You should avoid pulling up the handbrake excessively as you may risk stretching the cables which connect the system. Pulling the handbrake just until you feel it becomes tense should be sufficient for all occasions and weather. You can leave the car in gear for added security if you wish.
Do you always need to use the handbrake when you stop at a stop junction?
In terms of the driving test, it generally depends on how long you’re waiting. If you’re stationary for a while, it’s best to secure the car. Also if you’re on a slope where you may roll backwards, it’s a good idea to use the handbrake to prevent you rolling backwards. Though there’s no official rule that you have to use it at all at junction. It also depends on what technology you may have in your vehicle, hold assist, hill start assist etc..
In reply to Jenny.
I am currently giving driver training to my grand daughter and the same issue came up last evening. we are learning in an auto. Sorry but i am old school and suggested that on approaching traffic lights that have just turned red… you are in for a long wait so gears into park and hand brake on. In a manual drive car if you did not select neutral and then apply the hand brake … you need to depress the clutch… imagine in along phase traffic lights your leg is going to be under a lot of pressure . I believe its safer to do this but what does the road code and instructors say.
My daughter went for her drivers licence test and the examiner failed her for not using her handbrake at a four way stop although it was her turn to pull off. He failed her on traffic violation.
For UK driving tests, there’s no specific requirement to use the handbrake as such, but if by not using it results in the vehicle not being secure and safe, it can result in a test failure. So for example a test candidate can move off at an uphill junction without using the handbrake. Provided they do so safely, there will be no issues – even if they didn’t use the handbrake. If however the car rolls back then it may result in a test failure. In that situation, using the handbrake to secure the vehicle before moving off would be recommended.
Do I have to put the hand break on at a stop sign?
No. not at all. You might only want to consider it if there’s a risk of rolling backwards if it’s on a slope, but other than that, no need.
If, as already suggested, a manual car can wait at traffic lights with the hand brake on, in gear 1, with the clutch down, can an automatic car wait with hand brake on and in Drive? Either with the foot brake on as well or just held on the hand brake?
Finding Drive from Park, in my car, can be tricky and can land in Neutral or Low. This means that you need to take your eyes down to the stick to make sure and it’s time consuming when coming off the lights.
Yes, throughout the course of normal driving, you’d seldom need to put your car in Park. In terms of the driving test, when the examiner asks you to park up on the left or right, you’d use Park to secure the vehicle, or if you were in for an unusually long stop (out of the ordinary) then also select Park, but otherwise, the footbrake will do, or if waiting slightly longer, then you can apply the hand brake.
Thanks for the response.
Can I just clarify, If I stop at a set of traffic lights for 20 seconds, should I just use the foot brake and leave it in D, the foot brake and hand brake together and leave it in D, the hand brake only and leave it in D, or put it in park and use the handbrake?

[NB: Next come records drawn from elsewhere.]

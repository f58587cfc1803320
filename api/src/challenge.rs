use base64::Engine;
use base64::engine::general_purpose::URL_SAFE_NO_PAD;
use chrono::{DateTime, Duration, Utc};
use hmac::{Hmac, Mac};
use sha2::Sha256;

use warden_core::actor::ActorIdentity;

type HmacSha256 = Hmac<Sha256>;

/// Verifies challenge tokens on the hot path.
///
/// The challenge frontend (an external collaborator) runs the actual
/// captcha with its provider and, on success, mints a token for the solved
/// actor via the issuance endpoint. The gate then clears captcha-level
/// short-circuits by checking the token locally — no network round-trip
/// per request.
///
/// Token format: `base64url("<actor>|<unix-expiry>") . hex(hmac-sha256)`,
/// keyed by `WARDEN_CHALLENGE_SECRET`. A token is bound to one actor and
/// one expiry instant.
#[derive(Clone)]
pub struct ChallengeVerifier {
    secret: Option<Vec<u8>>,
}

impl ChallengeVerifier {
    pub fn from_env() -> Self {
        let secret = std::env::var("WARDEN_CHALLENGE_SECRET")
            .ok()
            .map(|s| s.trim().to_string())
            .filter(|s| !s.is_empty())
            .map(String::into_bytes);
        if secret.is_none() {
            tracing::warn!(
                "WARDEN_CHALLENGE_SECRET not configured; captcha-level mitigations will hard-challenge every request"
            );
        }
        Self { secret }
    }

    #[cfg(test)]
    pub fn with_secret(secret: &str) -> Self {
        Self {
            secret: Some(secret.as_bytes().to_vec()),
        }
    }

    pub fn is_configured(&self) -> bool {
        self.secret.is_some()
    }

    /// Mint a token for an actor that just passed the external challenge.
    pub fn issue(&self, actor: &ActorIdentity, ttl: Duration) -> Option<(String, DateTime<Utc>)> {
        let secret = self.secret.as_deref()?;
        let expires_at = Utc::now() + ttl;
        let payload = format!("{actor}|{}", expires_at.timestamp());
        let mac = sign(secret, payload.as_bytes());
        let token = format!("{}.{}", URL_SAFE_NO_PAD.encode(&payload), hex::encode(mac));
        Some((token, expires_at))
    }

    /// Check a presented token: intact signature, unexpired, and bound to
    /// the actor under mitigation. Any malformation is just "invalid".
    pub fn verify(&self, token: &str, actor: &ActorIdentity) -> bool {
        let Some(secret) = self.secret.as_deref() else {
            return false;
        };
        let Some((payload_b64, mac_hex)) = token.split_once('.') else {
            return false;
        };
        let Ok(payload) = URL_SAFE_NO_PAD.decode(payload_b64) else {
            return false;
        };
        let Ok(mac) = hex::decode(mac_hex) else {
            return false;
        };
        let Ok(mut verifier) = HmacSha256::new_from_slice(secret) else {
            return false;
        };
        verifier.update(&payload);
        if verifier.verify_slice(&mac).is_err() {
            return false;
        }

        let Ok(payload) = String::from_utf8(payload) else {
            return false;
        };
        let Some((token_actor, expiry)) = payload.rsplit_once('|') else {
            return false;
        };
        let Ok(expiry) = expiry.parse::<i64>() else {
            return false;
        };
        token_actor == actor.to_string() && expiry > Utc::now().timestamp()
    }
}

fn sign(secret: &[u8], payload: &[u8]) -> Vec<u8> {
    let mut mac = HmacSha256::new_from_slice(secret)
        .expect("hmac-sha256 accepts keys of any length");
    mac.update(payload);
    mac.finalize().into_bytes().to_vec()
}
pub mod cors;
pub mod gate;
pub mod rate_limit;
pub mod security_headers;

Are your questions in regards to the driving test? There are no specific ‘rules’ regarding this, so it’s what you feel is appropriate. Most general driving will require only the use of the footbrake, you’ll not need to use Park unless you’re parking. If you’ve arrived at a set of lights and they’ve just turned red and you think you’ll have a bit of a wait, apply the hand brake, just for a little added security. But as I said, there’s no specifics around this. If you stop on a fairly steep uphill slope, you’ll want to use the hand brake to prevent rolling backwards – just in case the creep function isn’t strong enough to prevent the vehicle from rolling.